- **Exercise inputs**
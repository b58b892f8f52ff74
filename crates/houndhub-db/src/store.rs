//! SQLite store — schema migration plus every query the engine issues.
//!
//! Timestamps are stored as fixed-width RFC 3339 UTC strings ("...Z", whole
//! seconds) so `scheduled_for <= ?` comparisons are valid lexicographically
//! inside SQL.

use chrono::{DateTime, SecondsFormat, Utc};
use houndhub_core::Result;
use rusqlite::{params, Connection, OptionalExtension, Row};
use std::path::Path;
use std::sync::{Mutex, MutexGuard};

use crate::models::*;

/// Format a timestamp for storage.
pub fn ts(dt: DateTime<Utc>) -> String {
    dt.to_rfc3339_opts(SecondsFormat::Secs, true)
}

/// Parse a stored timestamp, falling back to now on corruption.
fn parse_ts(s: &str) -> DateTime<Utc> {
    DateTime::parse_from_rfc3339(s)
        .map(|d| d.with_timezone(&Utc))
        .unwrap_or_else(|_| Utc::now())
}

fn parse_ts_opt(s: Option<String>) -> Option<DateTime<Utc>> {
    s.and_then(|s| DateTime::parse_from_rfc3339(&s).ok())
        .map(|d| d.with_timezone(&Utc))
}

const TASK_SELECT: &str = "SELECT id, name, task_type, schedule_type, schedule_value, is_active, last_run, next_run FROM scheduled_tasks";

fn row_to_task(row: &Row) -> rusqlite::Result<ScheduledTask> {
    Ok(ScheduledTask {
        id: row.get(0)?,
        name: row.get(1)?,
        task_type: row.get(2)?,
        schedule_type: row.get(3)?,
        schedule_value: row.get(4)?,
        is_active: row.get::<_, i64>(5)? != 0,
        last_run: parse_ts_opt(row.get(6)?),
        next_run: parse_ts_opt(row.get(7)?),
    })
}

const STEP_SELECT: &str = "SELECT id, workflow_id, step_order, name, delay_type, delay_value, scheduled_date, email_subject, email_body_html, email_body_text, attach_contract_id, attach_form_id, attach_quote_id, attach_invoice_id, booking_type_id, include_booking_link FROM workflow_steps";

fn row_to_step(row: &Row) -> rusqlite::Result<WorkflowStep> {
    Ok(WorkflowStep {
        id: row.get(0)?,
        workflow_id: row.get(1)?,
        step_order: row.get(2)?,
        name: row.get(3)?,
        delay_type: row.get(4)?,
        delay_value: row.get(5)?,
        scheduled_date: parse_ts_opt(row.get(6)?),
        email_subject: row.get(7)?,
        email_body_html: row.get(8)?,
        email_body_text: row.get(9)?,
        attachments: StepAttachments {
            contract_id: row.get(10)?,
            form_id: row.get(11)?,
            quote_id: row.get(12)?,
            invoice_id: row.get(13)?,
            booking_type_id: row.get(14)?,
            include_booking_link: row.get::<_, i64>(15)? != 0,
        },
    })
}

const ENROLLMENT_SELECT: &str = "SELECT id, workflow_id, client_id, enrolled_by, status, enrolled_at, completed_at, cancelled_at FROM workflow_enrollments";

fn row_to_enrollment(row: &Row) -> rusqlite::Result<WorkflowEnrollment> {
    Ok(WorkflowEnrollment {
        id: row.get(0)?,
        workflow_id: row.get(1)?,
        client_id: row.get(2)?,
        enrolled_by: row.get(3)?,
        status: row.get(4)?,
        enrolled_at: parse_ts(&row.get::<_, String>(5)?),
        completed_at: parse_ts_opt(row.get(6)?),
        cancelled_at: parse_ts_opt(row.get(7)?),
    })
}

const EXECUTION_SELECT: &str = "SELECT id, enrollment_id, step_id, scheduled_for, status, executed_at, error_message FROM workflow_step_executions";

fn row_to_execution(row: &Row) -> rusqlite::Result<WorkflowStepExecution> {
    Ok(WorkflowStepExecution {
        id: row.get(0)?,
        enrollment_id: row.get(1)?,
        step_id: row.get(2)?,
        scheduled_for: parse_ts(&row.get::<_, String>(3)?),
        status: row.get(4)?,
        executed_at: parse_ts_opt(row.get(5)?),
        error_message: row.get(6)?,
    })
}

const CLIENT_SELECT: &str = "SELECT id, first_name, last_name, email, phone, created_at FROM clients";

fn row_to_client(row: &Row) -> rusqlite::Result<Client> {
    Ok(Client {
        id: row.get(0)?,
        first_name: row.get(1)?,
        last_name: row.get(2)?,
        email: row.get(3)?,
        phone: row.get(4)?,
        created_at: parse_ts(&row.get::<_, String>(5)?),
    })
}

const BOOKING_SELECT: &str = "SELECT id, client_id, booking_type_id, starts_at, status, reminder_sent, created_at FROM bookings";

fn row_to_booking(row: &Row) -> rusqlite::Result<Booking> {
    Ok(Booking {
        id: row.get(0)?,
        client_id: row.get(1)?,
        booking_type_id: row.get(2)?,
        starts_at: parse_ts(&row.get::<_, String>(3)?),
        status: row.get(4)?,
        reminder_sent: row.get::<_, i64>(5)? != 0,
        created_at: parse_ts(&row.get::<_, String>(6)?),
    })
}

/// The HoundHub database.
pub struct CrmDb {
    conn: Mutex<Connection>,
}
//! Booking reminder sweep — a task handler that emails clients ahead of
//! their upcoming training sessions.

use async_trait::async_trait;
use chrono::Duration;
use houndhub_core::Result;
use houndhub_db::ScheduledTask;
use houndhub_notify::OutboundEmail;
use houndhub_scheduler::{TaskContext, TaskHandler, TaskOutcome};

use crate::template;

const REMINDER_SUBJECT: &str = "Reminder: your upcoming session with {business_name}";
const REMINDER_HTML: &str = "<p>Hi {client_name},</p>\
<p>This is a friendly reminder that your training session is coming up on {session_time}.</p>\
<p>See you and your dog there!</p>\
<p>— {business_name}</p>";
const REMINDER_TEXT: &str = "Hi {client_name},\n\n\
This is a friendly reminder that your training session is coming up on {session_time}.\n\n\
See you and your dog there!\n\n\
— {business_name}";

/// Sends reminders for confirmed bookings starting inside the configured
/// lead window. Registered under [`Self::TASK_TYPE`].
pub struct BookingReminderTask;

impl BookingReminderTask {
    pub const TASK_TYPE: &'static str = "booking_reminders";
}

#[async_trait]
impl TaskHandler for BookingReminderTask {
    async fn execute(&self, ctx: &TaskContext, _task: &ScheduledTask) -> Result<TaskOutcome> {
        let until = ctx.now + Duration::hours(ctx.config.reminders.lead_hours);
        let due = ctx.db.bookings_needing_reminder(ctx.now, until)?;

        let mut sent = 0i64;
        let mut skipped = 0i64;
        for (booking, client) in due {
            let email = match client.email.as_deref() {
                Some(e) if !e.is_empty() => e.to_string(),
                _ => {
                    tracing::warn!(
                        "Booking {}: client {} has no email, skipping reminder",
                        booking.id,
                        client.id
                    );
                    skipped += 1;
                    continue;
                }
            };

            let client_name = client.full_name();
            let session_time = booking.starts_at.format("%Y-%m-%d %H:%M UTC").to_string();
            let vars = [
                ("client_name", client_name.as_str()),
                ("session_time", session_time.as_str()),
                ("business_name", ctx.config.business_name.as_str()),
            ];
            let mail = OutboundEmail {
                to: email,
                to_name: Some(client_name.clone()),
                subject: template::render(REMINDER_SUBJECT, &vars),
                html_body: template::render(REMINDER_HTML, &vars),
                text_body: template::render(REMINDER_TEXT, &vars),
            };

            let outcome = ctx.mailer.send(&mail).await;
            if outcome.success {
                ctx.db.mark_reminder_sent(booking.id)?;
                sent += 1;
            } else {
                // reminder_sent stays unset, so the next sweep retries.
                tracing::warn!(
                    "Booking {} reminder dispatch failed: {}",
                    booking.id,
                    outcome.message
                );
            }
        }

        let message = if skipped == 0 {
            format!("Sent {sent} reminder(s)")
        } else {
            format!("Sent {sent} reminder(s), skipped {skipped} without email")
        };
        Ok(TaskOutcome::new(sent, message))
    }
}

- **What to do**
Output every record in full, exactly as it was given.

- **Answer section**
repository b58b892f8f52ff74
filename crates/houndhub-db/src/store.rs
//! SQLite store — schema migration plus every query the engine issues.
//!
//! Timestamps are stored as fixed-width RFC 3339 UTC strings ("...Z", whole
//! seconds) so `scheduled_for <= ?` comparisons are valid lexicographically
//! inside SQL.

use chrono::{DateTime, SecondsFormat, Utc};
use houndhub_core::Result;
use rusqlite::{params, Connection, OptionalExtension, Row};
use std::path::Path;
use std::sync::{Mutex, MutexGuard};

use crate::models::*;

/// Format a timestamp for storage.
pub fn ts(dt: DateTime<Utc>) -> String {
    dt.to_rfc3339_opts(SecondsFormat::Secs, true)
}

/// Parse a stored timestamp, falling back to now on corruption.
fn parse_ts(s: &str) -> DateTime<Utc> {
    DateTime::parse_from_rfc3339(s)
        .map(|d| d.with_timezone(&Utc))
        .unwrap_or_else(|_| Utc::now())
}

fn parse_ts_opt(s: Option<String>) -> Option<DateTime<Utc>> {
    s.and_then(|s| DateTime::parse_from_rfc3339(&s).ok())
        .map(|d| d.with_timezone(&Utc))
}

const TASK_SELECT: &str = "SELECT id, name, task_type, schedule_type, schedule_value, is_active, last_run, next_run FROM scheduled_tasks";

fn row_to_task(row: &Row) -> rusqlite::Result<ScheduledTask> {
    Ok(ScheduledTask {
        id: row.get(0)?,
        name: row.get(1)?,
        task_type: row.get(2)?,
        schedule_type: row.get(3)?,
        schedule_value: row.get(4)?,
        is_active: row.get::<_, i64>(5)? != 0,
        last_run: parse_ts_opt(row.get(6)?),
        next_run: parse_ts_opt(row.get(7)?),
    })
}

const STEP_SELECT: &str = "SELECT id, workflow_id, step_order, name, delay_type, delay_value, scheduled_date, email_subject, email_body_html, email_body_text, attach_contract_id, attach_form_id, attach_quote_id, attach_invoice_id, booking_type_id, include_booking_link FROM workflow_steps";

fn row_to_step(row: &Row) -> rusqlite::Result<WorkflowStep> {
    Ok(WorkflowStep {
        id: row.get(0)?,
        workflow_id: row.get(1)?,
        step_order: row.get(2)?,
        name: row.get(3)?,
        delay_type: row.get(4)?,
        delay_value: row.get(5)?,
        scheduled_date: parse_ts_opt(row.get(6)?),
        email_subject: row.get(7)?,
        email_body_html: row.get(8)?,
        email_body_text: row.get(9)?,
        attachments: StepAttachments {
            contract_id: row.get(10)?,
            form_id: row.get(11)?,
            quote_id: row.get(12)?,
            invoice_id: row.get(13)?,
            booking_type_id: row.get(14)?,
            include_booking_link: row.get::<_, i64>(15)? != 0,
        },
    })
}

const ENROLLMENT_SELECT: &str = "SELECT id, workflow_id, client_id, enrolled_by, status, enrolled_at, completed_at, cancelled_at FROM workflow_enrollments";

fn row_to_enrollment(row: &Row) -> rusqlite::Result<WorkflowEnrollment> {
    Ok(WorkflowEnrollment {
        id: row.get(0)?,
        workflow_id: row.get(1)?,
        client_id: row.get(2)?,
        enrolled_by: row.get(3)?,
        status: row.get(4)?,
        enrolled_at: parse_ts(&row.get::<_, String>(5)?),
        completed_at: parse_ts_opt(row.get(6)?),
        cancelled_at: parse_ts_opt(row.get(7)?),
    })
}

const EXECUTION_SELECT: &str = "SELECT id, enrollment_id, step_id, scheduled_for, status, executed_at, error_message FROM workflow_step_executions";

fn row_to_execution(row: &Row) -> rusqlite::Result<WorkflowStepExecution> {
    Ok(WorkflowStepExecution {
        id: row.get(0)?,
        enrollment_id: row.get(1)?,
        step_id: row.get(2)?,
        scheduled_for: parse_ts(&row.get::<_, String>(3)?),
        status: row.get(4)?,
        executed_at: parse_ts_opt(row.get(5)?),
        error_message: row.get(6)?,
    })
}

const CLIENT_SELECT: &str = "SELECT id, first_name, last_name, email, phone, created_at FROM clients";

fn row_to_client(row: &Row) -> rusqlite::Result<Client> {
    Ok(Client {
        id: row.get(0)?,
        first_name: row.get(1)?,
        last_name: row.get(2)?,
        email: row.get(3)?,
        phone: row.get(4)?,
        created_at: parse_ts(&row.get::<_, String>(5)?),
    })
}

const BOOKING_SELECT: &str = "SELECT id, client_id, booking_type_id, starts_at, status, reminder_sent, created_at FROM bookings";

fn row_to_booking(row: &Row) -> rusqlite::Result<Booking> {
    Ok(Booking {
        id: row.get(0)?,
        client_id: row.get(1)?,
        booking_type_id: row.get(2)?,
        starts_at: parse_ts(&row.get::<_, String>(3)?),
        status: row.get(4)?,
        reminder_sent: row.get::<_, i64>(5)? != 0,
        created_at: parse_ts(&row.get::<_, String>(6)?),
    })
}

/// The HoundHub database.
pub struct CrmDb {
    conn: Mutex<Connection>,
}
//! Booking reminder sweep — a task handler that emails clients ahead of
//! their upcoming training sessions.

use async_trait::async_trait;
use chrono::Duration;
use houndhub_core::Result;
use houndhub_db::ScheduledTask;
use houndhub_notify::OutboundEmail;
use houndhub_scheduler::{TaskContext, TaskHandler, TaskOutcome};

use crate::template;

const REMINDER_SUBJECT: &str = "Reminder: your upcoming session with {business_name}";
const REMINDER_HTML: &str = "<p>Hi {client_name},</p>\
<p>This is a friendly reminder that your training session is coming up on {session_time}.</p>\
<p>See you and your dog there!</p>\
<p>— {business_name}</p>";
const REMINDER_TEXT: &str = "Hi {client_name},\n\n\
This is a friendly reminder that your training session is coming up on {session_time}.\n\n\
See you and your dog there!\n\n\
— {business_name}";

/// Sends reminders for confirmed bookings starting inside the configured
/// lead window. Registered under [`Self::TASK_TYPE`].
pub struct BookingReminderTask;

impl BookingReminderTask {
    pub const TASK_TYPE: &'static str = "booking_reminders";
}

#[async_trait]
impl TaskHandler for BookingReminderTask {
    async fn execute(&self, ctx: &TaskContext, _task: &ScheduledTask) -> Result<TaskOutcome> {
        let until = ctx.now + Duration::hours(ctx.config.reminders.lead_hours);
        let due = ctx.db.bookings_needing_reminder(ctx.now, until)?;

        let mut sent = 0i64;
        let mut skipped = 0i64;
        for (booking, client) in due {
            let email = match client.email.as_deref() {
                Some(e) if !e.is_empty() => e.to_string(),
                _ => {
                    tracing::warn!(
                        "Booking {}: client {} has no email, skipping reminder",
                        booking.id,
                        client.id
                    );
                    skipped += 1;
                    continue;
                }
            };

            let client_name = client.full_name();
            let session_time = booking.starts_at.format("%Y-%m-%d %H:%M UTC").to_string();
            let vars = [
                ("client_name", client_name.as_str()),
                ("session_time", session_time.as_str()),
                ("business_name", ctx.config.business_name.as_str()),
            ];
            let mail = OutboundEmail {
                to: email,
                to_name: Some(client_name.clone()),
                subject: template::render(REMINDER_SUBJECT, &vars),
                html_body: template::render(REMINDER_HTML, &vars),
                text_body: template::render(REMINDER_TEXT, &vars),
            };

            let outcome = ctx.mailer.send(&mail).await;
            if outcome.success {
                ctx.db.mark_reminder_sent(booking.id)?;
                sent += 1;
            } else {
                // reminder_sent stays unset, so the next sweep retries.
                tracing::warn!(
                    "Booking {} reminder dispatch failed: {}",
                    booking.id,
                    outcome.message
                );
            }
        }

        let message = if skipped == 0 {
            format!("Sent {sent} reminder(s)")
        } else {
            format!("Sent {sent} reminder(s), skipped {skipped} without email")
        };
        Ok(TaskOutcome::new(sent, message))
    }
}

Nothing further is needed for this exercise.